Tally up the lines below with "queries" in them. Answer with the number only.

>>

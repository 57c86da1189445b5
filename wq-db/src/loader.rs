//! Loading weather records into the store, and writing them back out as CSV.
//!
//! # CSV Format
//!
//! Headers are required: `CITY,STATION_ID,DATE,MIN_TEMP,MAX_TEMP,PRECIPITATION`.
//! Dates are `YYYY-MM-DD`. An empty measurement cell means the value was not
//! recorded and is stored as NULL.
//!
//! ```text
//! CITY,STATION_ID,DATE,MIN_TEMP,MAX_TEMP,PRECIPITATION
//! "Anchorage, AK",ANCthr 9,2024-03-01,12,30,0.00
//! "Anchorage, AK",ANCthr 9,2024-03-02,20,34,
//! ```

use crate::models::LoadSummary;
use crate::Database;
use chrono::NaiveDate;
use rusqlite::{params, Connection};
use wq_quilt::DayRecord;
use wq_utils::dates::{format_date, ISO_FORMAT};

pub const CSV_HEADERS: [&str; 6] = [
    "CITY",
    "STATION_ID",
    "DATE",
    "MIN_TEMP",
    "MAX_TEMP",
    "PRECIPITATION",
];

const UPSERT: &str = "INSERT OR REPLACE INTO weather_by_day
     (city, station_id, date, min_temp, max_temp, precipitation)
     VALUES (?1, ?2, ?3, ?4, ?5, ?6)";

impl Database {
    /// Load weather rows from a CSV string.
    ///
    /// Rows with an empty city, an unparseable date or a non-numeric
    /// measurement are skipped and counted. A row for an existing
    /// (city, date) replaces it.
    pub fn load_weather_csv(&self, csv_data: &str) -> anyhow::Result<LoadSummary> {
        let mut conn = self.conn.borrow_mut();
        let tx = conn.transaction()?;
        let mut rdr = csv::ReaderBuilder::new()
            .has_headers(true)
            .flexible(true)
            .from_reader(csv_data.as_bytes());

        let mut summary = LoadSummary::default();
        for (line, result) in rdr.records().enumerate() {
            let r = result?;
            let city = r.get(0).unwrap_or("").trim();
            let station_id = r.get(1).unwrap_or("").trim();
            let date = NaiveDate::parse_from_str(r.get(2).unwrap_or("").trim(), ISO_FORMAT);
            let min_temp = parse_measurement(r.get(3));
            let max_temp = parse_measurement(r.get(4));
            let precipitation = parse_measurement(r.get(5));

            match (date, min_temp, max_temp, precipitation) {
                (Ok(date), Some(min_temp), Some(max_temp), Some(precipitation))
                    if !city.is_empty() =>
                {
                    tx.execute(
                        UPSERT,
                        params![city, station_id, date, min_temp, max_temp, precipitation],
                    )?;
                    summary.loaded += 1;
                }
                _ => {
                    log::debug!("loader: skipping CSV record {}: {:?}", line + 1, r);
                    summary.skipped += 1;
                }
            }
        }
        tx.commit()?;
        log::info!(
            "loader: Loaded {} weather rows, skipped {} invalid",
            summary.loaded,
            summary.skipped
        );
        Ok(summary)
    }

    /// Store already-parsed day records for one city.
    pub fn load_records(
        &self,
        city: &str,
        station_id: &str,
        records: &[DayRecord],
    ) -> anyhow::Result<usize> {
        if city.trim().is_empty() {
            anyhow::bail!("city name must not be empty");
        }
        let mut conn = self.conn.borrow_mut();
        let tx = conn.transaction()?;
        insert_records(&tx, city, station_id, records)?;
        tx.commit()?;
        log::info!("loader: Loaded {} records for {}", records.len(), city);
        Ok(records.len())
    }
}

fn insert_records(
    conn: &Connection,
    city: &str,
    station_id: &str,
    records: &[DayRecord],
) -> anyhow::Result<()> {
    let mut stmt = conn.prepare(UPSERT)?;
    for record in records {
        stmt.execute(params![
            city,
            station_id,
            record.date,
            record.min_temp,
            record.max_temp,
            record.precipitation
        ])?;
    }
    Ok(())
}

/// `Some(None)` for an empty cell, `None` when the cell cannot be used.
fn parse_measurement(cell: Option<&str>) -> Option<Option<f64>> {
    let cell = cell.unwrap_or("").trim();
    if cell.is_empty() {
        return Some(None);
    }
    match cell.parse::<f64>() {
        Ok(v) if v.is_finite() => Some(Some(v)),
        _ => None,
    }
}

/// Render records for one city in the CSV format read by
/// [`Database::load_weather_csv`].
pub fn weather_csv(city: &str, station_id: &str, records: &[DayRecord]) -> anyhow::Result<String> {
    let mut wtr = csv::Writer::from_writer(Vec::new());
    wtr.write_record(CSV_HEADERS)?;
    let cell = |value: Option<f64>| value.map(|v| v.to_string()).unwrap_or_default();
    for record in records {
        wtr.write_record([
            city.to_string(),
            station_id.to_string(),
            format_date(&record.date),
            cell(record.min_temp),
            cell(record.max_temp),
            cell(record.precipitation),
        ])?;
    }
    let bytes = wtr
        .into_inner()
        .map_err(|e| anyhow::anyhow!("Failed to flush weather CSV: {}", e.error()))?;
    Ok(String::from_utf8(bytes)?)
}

<<
>>

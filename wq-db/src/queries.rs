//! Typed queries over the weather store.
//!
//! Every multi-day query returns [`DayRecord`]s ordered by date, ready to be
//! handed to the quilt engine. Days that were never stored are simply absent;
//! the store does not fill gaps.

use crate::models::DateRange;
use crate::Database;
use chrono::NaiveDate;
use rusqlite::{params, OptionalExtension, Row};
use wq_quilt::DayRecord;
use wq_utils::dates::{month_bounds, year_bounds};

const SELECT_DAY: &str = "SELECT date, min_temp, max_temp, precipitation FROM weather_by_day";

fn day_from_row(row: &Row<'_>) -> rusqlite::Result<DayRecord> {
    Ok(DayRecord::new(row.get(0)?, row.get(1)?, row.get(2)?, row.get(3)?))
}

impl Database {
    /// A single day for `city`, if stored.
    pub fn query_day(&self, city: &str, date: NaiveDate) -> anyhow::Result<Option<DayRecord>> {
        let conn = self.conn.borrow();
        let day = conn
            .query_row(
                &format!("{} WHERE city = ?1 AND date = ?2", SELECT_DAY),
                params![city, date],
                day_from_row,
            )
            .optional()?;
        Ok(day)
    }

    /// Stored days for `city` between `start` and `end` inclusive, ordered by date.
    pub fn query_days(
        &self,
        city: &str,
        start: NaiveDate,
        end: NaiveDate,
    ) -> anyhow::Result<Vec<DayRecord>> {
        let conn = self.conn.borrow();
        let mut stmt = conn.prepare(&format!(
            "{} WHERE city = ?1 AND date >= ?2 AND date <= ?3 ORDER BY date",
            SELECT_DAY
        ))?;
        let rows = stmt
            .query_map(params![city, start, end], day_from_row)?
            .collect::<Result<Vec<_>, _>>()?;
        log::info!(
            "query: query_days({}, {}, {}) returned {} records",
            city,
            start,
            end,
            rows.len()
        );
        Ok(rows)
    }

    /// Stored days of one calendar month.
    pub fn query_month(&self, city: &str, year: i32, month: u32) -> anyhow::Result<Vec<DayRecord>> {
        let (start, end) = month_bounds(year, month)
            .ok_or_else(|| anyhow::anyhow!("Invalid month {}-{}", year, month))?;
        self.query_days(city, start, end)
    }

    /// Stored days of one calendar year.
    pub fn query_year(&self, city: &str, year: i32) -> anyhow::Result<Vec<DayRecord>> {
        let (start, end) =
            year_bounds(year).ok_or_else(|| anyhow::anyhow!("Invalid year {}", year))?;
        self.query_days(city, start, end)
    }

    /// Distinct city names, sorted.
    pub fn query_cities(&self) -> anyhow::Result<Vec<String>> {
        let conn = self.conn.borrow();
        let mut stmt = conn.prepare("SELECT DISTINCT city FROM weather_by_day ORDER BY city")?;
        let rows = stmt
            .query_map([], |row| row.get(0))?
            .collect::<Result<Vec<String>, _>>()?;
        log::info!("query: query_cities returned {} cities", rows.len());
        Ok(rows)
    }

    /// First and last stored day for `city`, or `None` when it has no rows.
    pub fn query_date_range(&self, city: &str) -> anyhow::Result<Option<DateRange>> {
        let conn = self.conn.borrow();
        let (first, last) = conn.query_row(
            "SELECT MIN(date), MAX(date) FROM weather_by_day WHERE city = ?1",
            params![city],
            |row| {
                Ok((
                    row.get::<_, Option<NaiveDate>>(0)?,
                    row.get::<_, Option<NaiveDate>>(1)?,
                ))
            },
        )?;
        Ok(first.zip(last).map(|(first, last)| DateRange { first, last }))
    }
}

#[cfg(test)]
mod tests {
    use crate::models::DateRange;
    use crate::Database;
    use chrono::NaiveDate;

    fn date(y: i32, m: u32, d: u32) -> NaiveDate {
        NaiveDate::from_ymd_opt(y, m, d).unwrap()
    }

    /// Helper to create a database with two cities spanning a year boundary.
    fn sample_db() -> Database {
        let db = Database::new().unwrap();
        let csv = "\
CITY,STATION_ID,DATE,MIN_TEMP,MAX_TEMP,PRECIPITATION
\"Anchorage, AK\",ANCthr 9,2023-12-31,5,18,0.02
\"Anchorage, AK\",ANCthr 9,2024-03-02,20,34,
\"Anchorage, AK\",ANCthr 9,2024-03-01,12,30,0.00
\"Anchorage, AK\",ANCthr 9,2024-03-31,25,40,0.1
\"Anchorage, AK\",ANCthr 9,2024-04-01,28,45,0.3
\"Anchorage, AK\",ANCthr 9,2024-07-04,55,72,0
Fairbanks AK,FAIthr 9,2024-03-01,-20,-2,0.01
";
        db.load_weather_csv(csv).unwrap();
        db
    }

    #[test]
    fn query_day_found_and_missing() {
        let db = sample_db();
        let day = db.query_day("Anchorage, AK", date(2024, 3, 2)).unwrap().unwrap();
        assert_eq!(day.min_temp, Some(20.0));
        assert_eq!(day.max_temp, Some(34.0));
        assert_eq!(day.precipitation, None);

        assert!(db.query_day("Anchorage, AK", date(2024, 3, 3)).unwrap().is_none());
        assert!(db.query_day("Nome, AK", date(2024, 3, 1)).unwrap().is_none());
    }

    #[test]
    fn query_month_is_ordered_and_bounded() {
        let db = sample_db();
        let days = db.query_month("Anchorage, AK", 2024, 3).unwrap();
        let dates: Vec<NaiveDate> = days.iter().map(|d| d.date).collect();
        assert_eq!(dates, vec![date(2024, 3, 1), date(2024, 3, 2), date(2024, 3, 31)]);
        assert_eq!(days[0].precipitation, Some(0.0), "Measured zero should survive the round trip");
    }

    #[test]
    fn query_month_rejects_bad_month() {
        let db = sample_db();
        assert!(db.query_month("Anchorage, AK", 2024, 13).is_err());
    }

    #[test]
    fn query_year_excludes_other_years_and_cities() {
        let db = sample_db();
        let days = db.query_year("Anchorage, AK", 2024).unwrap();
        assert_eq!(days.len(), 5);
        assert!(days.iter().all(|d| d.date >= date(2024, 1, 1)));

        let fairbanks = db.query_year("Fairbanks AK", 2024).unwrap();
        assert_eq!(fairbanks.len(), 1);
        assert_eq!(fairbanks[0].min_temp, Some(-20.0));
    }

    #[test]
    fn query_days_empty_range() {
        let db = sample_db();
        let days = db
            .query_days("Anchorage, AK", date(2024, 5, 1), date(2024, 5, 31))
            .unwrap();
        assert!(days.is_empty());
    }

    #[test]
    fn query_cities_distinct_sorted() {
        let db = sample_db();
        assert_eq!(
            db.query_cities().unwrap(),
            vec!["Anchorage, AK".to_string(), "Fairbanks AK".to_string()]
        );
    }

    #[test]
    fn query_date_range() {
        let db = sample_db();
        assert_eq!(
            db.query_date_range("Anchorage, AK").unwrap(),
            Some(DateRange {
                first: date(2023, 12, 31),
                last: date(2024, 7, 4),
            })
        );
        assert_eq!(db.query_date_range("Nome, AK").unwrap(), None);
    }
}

<<

### Expected answer:
2